Das ist für mich keine einfache Situation, weil ich gerne den Telefonhörer in die Hand nehmen und mit meinen Gesellschafterkollegen darüber sprechen möchte. Ich kann das natürlich auch mit Noor Basha machen, aber seine Meinung kenne ich ja schon. Das ist eine seltsame Entwicklung, die mir nicht gefällt. Denn 1860 ist mehr als ein Investmentobjekt. Es ist ein sehr alter Traditionsverein aus München, an dem sehr viele Herzen hängen.

Noor Basha hat geäußert, das Problem von Sechzig sei, dass zu viele mitreden, unter anderem Sie und der Verwaltungsratschef. Das sei in Hoffenheim und bei Red Bull nicht so.

Das kann ich mir vorstellen, dass ihm das nicht so gut gefällt. Man muss sich aber vorher überlegen, in was man einsteigt. Red Bull Leipzig und 1860 München - das ist ein für mich völlig unzulässiger Vergleich. Wir haben 20 000 Mitglieder, wie viele Mitglieder hat Red Bull Leipzig?

14 stimmberechtigte.

Und wir sind ein großer Verein aus München, und in den hat Hasan Ismaik Geld investiert. Eventuell ist das die Problematik für ihn, sich daran zu gewöhnen, dass es da noch andere Leute gibt, die auch eine Meinung haben. Daran muss man sich aber gewöhnen.

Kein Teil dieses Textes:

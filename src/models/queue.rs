// src/models/queue.rs

use chrono::{DateTime, Utc};
use serde::{Deserialize, Serialize};
use utoipa::ToSchema;
use uuid::Uuid;
use validator::Validate;

use crate::models::notification::NotificationReport;

// --- ENUMS ---

// Mapeia o CREATE TYPE entry_status do banco
#[derive(Debug, Clone, Copy, PartialEq, Serialize, Deserialize, sqlx::Type, ToSchema)]
#[sqlx(type_name = "entry_status", rename_all = "SCREAMING_SNAKE_CASE")]
#[serde(rename_all = "SCREAMING_SNAKE_CASE")]
pub enum EntryStatus {
    Waiting,
    Called,
    Served,
    NoShow,
    Cancelled,
}

impl EntryStatus {
    pub const ALL: [EntryStatus; 5] = [
        EntryStatus::Waiting,
        EntryStatus::Called,
        EntryStatus::Served,
        EntryStatus::NoShow,
        EntryStatus::Cancelled,
    ];

    // SERVED, NO_SHOW e CANCELLED são estados finais: nenhuma transição sai deles.
    pub fn is_terminal(&self) -> bool {
        matches!(
            self,
            EntryStatus::Served | EntryStatus::NoShow | EntryStatus::Cancelled
        )
    }

    // Máquina de estados da entrada:
    // WAITING -> CALLED -> SERVED | NO_SHOW
    // WAITING | CALLED -> CANCELLED
    pub fn can_transition_to(&self, next: EntryStatus) -> bool {
        match (self, next) {
            (EntryStatus::Waiting, EntryStatus::Called) => true,
            (EntryStatus::Waiting, EntryStatus::Cancelled) => true,
            (EntryStatus::Called, EntryStatus::Served) => true,
            (EntryStatus::Called, EntryStatus::NoShow) => true,
            (EntryStatus::Called, EntryStatus::Cancelled) => true,
            _ => false,
        }
    }

    /// Estados de origem que podem chegar em `to`, derivados da própria
    /// máquina de estados (fonte única da tabela de legalidade).
    pub fn sources_of(to: EntryStatus) -> Vec<EntryStatus> {
        Self::ALL
            .into_iter()
            .filter(|from| from.can_transition_to(to))
            .collect()
    }
}

// --- FILA ---

#[derive(Debug, Clone, Serialize, sqlx::FromRow, ToSchema)]
#[serde(rename_all = "camelCase")]
pub struct Queue {
    pub id: Uuid,
    pub name: String,
    pub description: Option<String>,

    pub service_id: Option<Uuid>,
    pub location_id: Uuid,

    // Filas de evento / móveis ("Festival de Amsterdã", etc.)
    pub event_name: Option<String>,
    pub event_start_date: Option<DateTime<Utc>>,
    pub event_end_date: Option<DateTime<Utc>>,
    pub is_mobile_queue: bool,

    pub max_capacity: Option<i32>,
    pub estimated_service_time: Option<i32>, // minutos por atendimento

    pub is_active: bool,
    pub created_at: DateTime<Utc>,
    pub updated_at: DateTime<Utc>,
}

// --- ENTRADA NA FILA ---

#[derive(Debug, Clone, Serialize, sqlx::FromRow, ToSchema)]
#[serde(rename_all = "camelCase")]
pub struct QueueEntry {
    pub id: Uuid,
    pub queue_id: Uuid,

    pub customer_name: Option<String>,
    pub customer_email: Option<String>,
    pub customer_phone: Option<String>,

    // Posição monotônica por fila, atribuída na ordem de entrada.
    pub position: i32,
    pub status: EntryStatus,
    pub party_size: i32,
    pub notes: Option<String>,

    pub notified_via: Option<crate::models::notification::NotifiedVia>,

    pub joined_at: DateTime<Utc>,
    pub called_at: Option<DateTime<Utc>>,
    pub completed_at: Option<DateTime<Utc>>,
    pub created_at: DateTime<Utc>,
    pub updated_at: DateTime<Utc>,
}

impl QueueEntry {
    pub fn display_name(&self) -> &str {
        self.customer_name.as_deref().unwrap_or("Cliente")
    }
}

// --- PAYLOADS ---

#[derive(Debug, Deserialize, Validate, ToSchema)]
#[serde(rename_all = "camelCase")]
pub struct CreateQueuePayload {
    #[validate(length(min = 2, message = "O nome deve ter no mínimo 2 caracteres."))]
    pub name: String,
    pub description: Option<String>,

    pub service_id: Option<Uuid>,
    pub location_id: Uuid,

    pub event_name: Option<String>,
    pub event_start_date: Option<DateTime<Utc>>,
    pub event_end_date: Option<DateTime<Utc>>,
    #[serde(default)]
    pub is_mobile_queue: bool,

    #[validate(range(min = 1, message = "A capacidade máxima deve ser positiva."))]
    pub max_capacity: Option<i32>,
    #[validate(range(min = 1, message = "O tempo de atendimento deve ser positivo."))]
    pub estimated_service_time: Option<i32>,
}

impl CreateQueuePayload {
    // Campos de evento só fazem sentido juntos: se há data, há nome.
    pub fn has_orphan_event_fields(&self) -> bool {
        (self.event_start_date.is_some() || self.event_end_date.is_some())
            && self.event_name.is_none()
    }
}

// Atualização parcial: None = mantém o valor atual (não há como "desfazer"
// um campo, apenas sobrescrever).
#[derive(Debug, Default, Deserialize, Validate, ToSchema)]
#[serde(rename_all = "camelCase")]
pub struct UpdateQueuePayload {
    #[validate(length(min = 2, message = "O nome deve ter no mínimo 2 caracteres."))]
    pub name: Option<String>,
    pub description: Option<String>,

    pub event_name: Option<String>,
    pub event_start_date: Option<DateTime<Utc>>,
    pub event_end_date: Option<DateTime<Utc>>,
    pub is_mobile_queue: Option<bool>,

    #[validate(range(min = 1, message = "A capacidade máxima deve ser positiva."))]
    pub max_capacity: Option<i32>,
    #[validate(range(min = 1, message = "O tempo de atendimento deve ser positivo."))]
    pub estimated_service_time: Option<i32>,

    pub is_active: Option<bool>,
}

impl UpdateQueuePayload {
    // A mesma regra do create, aplicada ao resultado da mesclagem: depois
    // do update não pode sobrar data de evento sem nome de evento.
    pub fn leaves_orphan_event_fields(&self, current: &Queue) -> bool {
        let name = self.event_name.as_ref().or(current.event_name.as_ref());
        let start = self.event_start_date.or(current.event_start_date);
        let end = self.event_end_date.or(current.event_end_date);
        (start.is_some() || end.is_some()) && name.is_none()
    }
}

// Filtros de listagem de filas (query string). A ausência de todos
// significa "todas as filas da organização".
#[derive(Debug, Default, Deserialize, utoipa::IntoParams)]
#[serde(rename_all = "camelCase")]
pub struct QueueListFilter {
    pub location_id: Option<Uuid>,
    pub event_name: Option<String>,
    #[serde(default)]
    pub mobile_only: bool,
    pub start_date: Option<DateTime<Utc>>,
    pub end_date: Option<DateTime<Utc>>,
}

#[derive(Debug, Deserialize, Validate, ToSchema)]
#[serde(rename_all = "camelCase")]
pub struct JoinQueuePayload {
    pub customer_name: Option<String>,
    #[validate(email(message = "O e-mail fornecido é inválido."))]
    pub customer_email: Option<String>,
    pub customer_phone: Option<String>,
    #[serde(default = "default_party_size")]
    #[validate(range(min = 1, message = "O tamanho do grupo deve ser positivo."))]
    pub party_size: i32,
    pub notes: Option<String>,
}

fn default_party_size() -> i32 {
    1
}

impl JoinQueuePayload {
    pub fn has_contact_info(&self) -> bool {
        self.customer_email.is_some() || self.customer_phone.is_some()
    }
}

// --- RESPOSTAS ---

// Resultado de entrar na fila / chamar o próximo: a entrada em si mais o
// relatório de notificação (metadado suplementar, nunca o sucesso da ação).
#[derive(Debug, Serialize, ToSchema)]
#[serde(rename_all = "camelCase")]
pub struct EntryActionResponse {
    #[serde(flatten)]
    pub entry: QueueEntry,
    pub notification: NotificationReport,
}

#[derive(Debug, Serialize, ToSchema)]
#[serde(rename_all = "camelCase")]
pub struct QueueStatusResponse {
    pub queue_id: Uuid,
    pub name: String,
    pub is_active: bool,
    pub waiting_customers: i64,
    pub average_wait_time: Option<i32>, // minutos
    pub is_accepting_customers: bool,
}

#[derive(Debug, Serialize, ToSchema)]
#[serde(rename_all = "camelCase")]
pub struct EntryPositionResponse {
    pub entry_id: Uuid,
    pub queue_id: Uuid,
    pub queue_name: String,
    pub status: EntryStatus,
    pub position: Option<i64>,
    pub ahead_in_queue: Option<i64>,
    pub estimated_wait_time: Option<i32>, // minutos
    pub status_message: String,
}

// Estimativa de espera: tempo médio de atendimento * pessoas à frente.
pub fn estimate_wait_minutes(estimated_service_time: Option<i32>, ahead: i64) -> Option<i32> {
    let per_customer = estimated_service_time?;
    if ahead < 0 {
        return None;
    }
    Some(per_customer * ahead as i32)
}

pub fn format_wait(estimated_wait: Option<i32>) -> String {
    match estimated_wait {
        Some(minutes) => format!("{} minutes", minutes),
        None => "Unknown".to_string(),
    }
}

#[cfg(test)]
mod tests {
    use super::*;

    #[test]
    fn transicoes_validas_da_maquina_de_estados() {
        assert!(EntryStatus::Waiting.can_transition_to(EntryStatus::Called));
        assert!(EntryStatus::Waiting.can_transition_to(EntryStatus::Cancelled));
        assert!(EntryStatus::Called.can_transition_to(EntryStatus::Served));
        assert!(EntryStatus::Called.can_transition_to(EntryStatus::NoShow));
        assert!(EntryStatus::Called.can_transition_to(EntryStatus::Cancelled));
    }

    #[test]
    fn nenhuma_transicao_sai_de_estado_terminal() {
        let terminals = [
            EntryStatus::Served,
            EntryStatus::NoShow,
            EntryStatus::Cancelled,
        ];
        for from in terminals {
            assert!(from.is_terminal());
            for to in EntryStatus::ALL {
                assert!(!from.can_transition_to(to));
            }
        }
    }

    #[test]
    fn origens_derivadas_da_maquina_de_estados() {
        assert_eq!(EntryStatus::sources_of(EntryStatus::Served), vec![EntryStatus::Called]);
        assert_eq!(EntryStatus::sources_of(EntryStatus::NoShow), vec![EntryStatus::Called]);
        assert_eq!(
            EntryStatus::sources_of(EntryStatus::Cancelled),
            vec![EntryStatus::Waiting, EntryStatus::Called]
        );
        assert_eq!(EntryStatus::sources_of(EntryStatus::Waiting), vec![]);
    }

    #[test]
    fn waiting_nao_pula_direto_para_served() {
        assert!(!EntryStatus::Waiting.can_transition_to(EntryStatus::Served));
        assert!(!EntryStatus::Waiting.can_transition_to(EntryStatus::NoShow));
    }

    #[test]
    fn estimativa_de_espera() {
        assert_eq!(estimate_wait_minutes(Some(10), 3), Some(30));
        assert_eq!(estimate_wait_minutes(Some(10), 0), Some(0));
        assert_eq!(estimate_wait_minutes(None, 3), None);
        assert_eq!(format_wait(Some(30)), "30 minutes");
        assert_eq!(format_wait(None), "Unknown");
    }

    #[test]
    fn campos_de_evento_orfaos_sao_detectados() {
        let payload = CreateQueuePayload {
            name: "Fila".into(),
            description: None,
            service_id: None,
            location_id: Uuid::new_v4(),
            event_name: None,
            event_start_date: Some(chrono::Utc::now()),
            event_end_date: None,
            is_mobile_queue: false,
            max_capacity: None,
            estimated_service_time: None,
        };
        assert!(payload.has_orphan_event_fields());
    }

    fn fila(event_name: Option<&str>, event_start: Option<DateTime<Utc>>) -> Queue {
        let now = chrono::Utc::now();
        Queue {
            id: Uuid::new_v4(),
            name: "Fila".into(),
            description: None,
            service_id: None,
            location_id: Uuid::new_v4(),
            event_name: event_name.map(str::to_string),
            event_start_date: event_start,
            event_end_date: None,
            is_mobile_queue: false,
            max_capacity: None,
            estimated_service_time: None,
            is_active: true,
            created_at: now,
            updated_at: now,
        }
    }

    #[test]
    fn update_nao_pode_deixar_data_de_evento_sem_nome() {
        // Fila sem evento; update adiciona só a data.
        let payload = UpdateQueuePayload {
            event_start_date: Some(chrono::Utc::now()),
            ..Default::default()
        };
        assert!(payload.leaves_orphan_event_fields(&fila(None, None)));

        // A mesma mesclagem com nome já existente na fila é válida.
        assert!(!payload.leaves_orphan_event_fields(&fila(Some("Festival"), None)));

        // Update que traz nome junto com a data também é válido.
        let payload = UpdateQueuePayload {
            event_name: Some("Festival".into()),
            event_start_date: Some(chrono::Utc::now()),
            ..Default::default()
        };
        assert!(!payload.leaves_orphan_event_fields(&fila(None, None)));
    }

    #[test]
    fn update_vazio_preserva_evento_existente() {
        let payload = UpdateQueuePayload::default();
        assert!(!payload.leaves_orphan_event_fields(&fila(
            Some("Festival"),
            Some(chrono::Utc::now())
        )));
        assert!(!payload.leaves_orphan_event_fields(&fila(None, None)));
    }
}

Noor Basha hat Investitionen in Aussicht gestellt für den Fall, dass Präsident und Verwaltungsrat sich nicht dauernd einmischen würden.

Das ist lustig. Das habe ich irgendwann schon mal gehört. . . Wir stehen einer Investition von Hasan doch wirklich nicht im Wege, wir haben ihm den roten Teppich in jeglicher Richtung ausgerollt. Es hat überhaupt keinen Grund mehr gegeben, nicht zu investieren in den Verein. Irgendwie komme ich mir langsam ein bisschen komisch vor: Ich habe immer das Gefühl, ich muss die Firma retten, die jemand anderem gehört, der aber nicht mit mir redet. Das ist eine einzigartige Situation, die ich zum ersten Mal in meinem Leben erlebe. Ich kann nur permanent meine Hand reichen, annehmen muss sie Hasan Ismaik.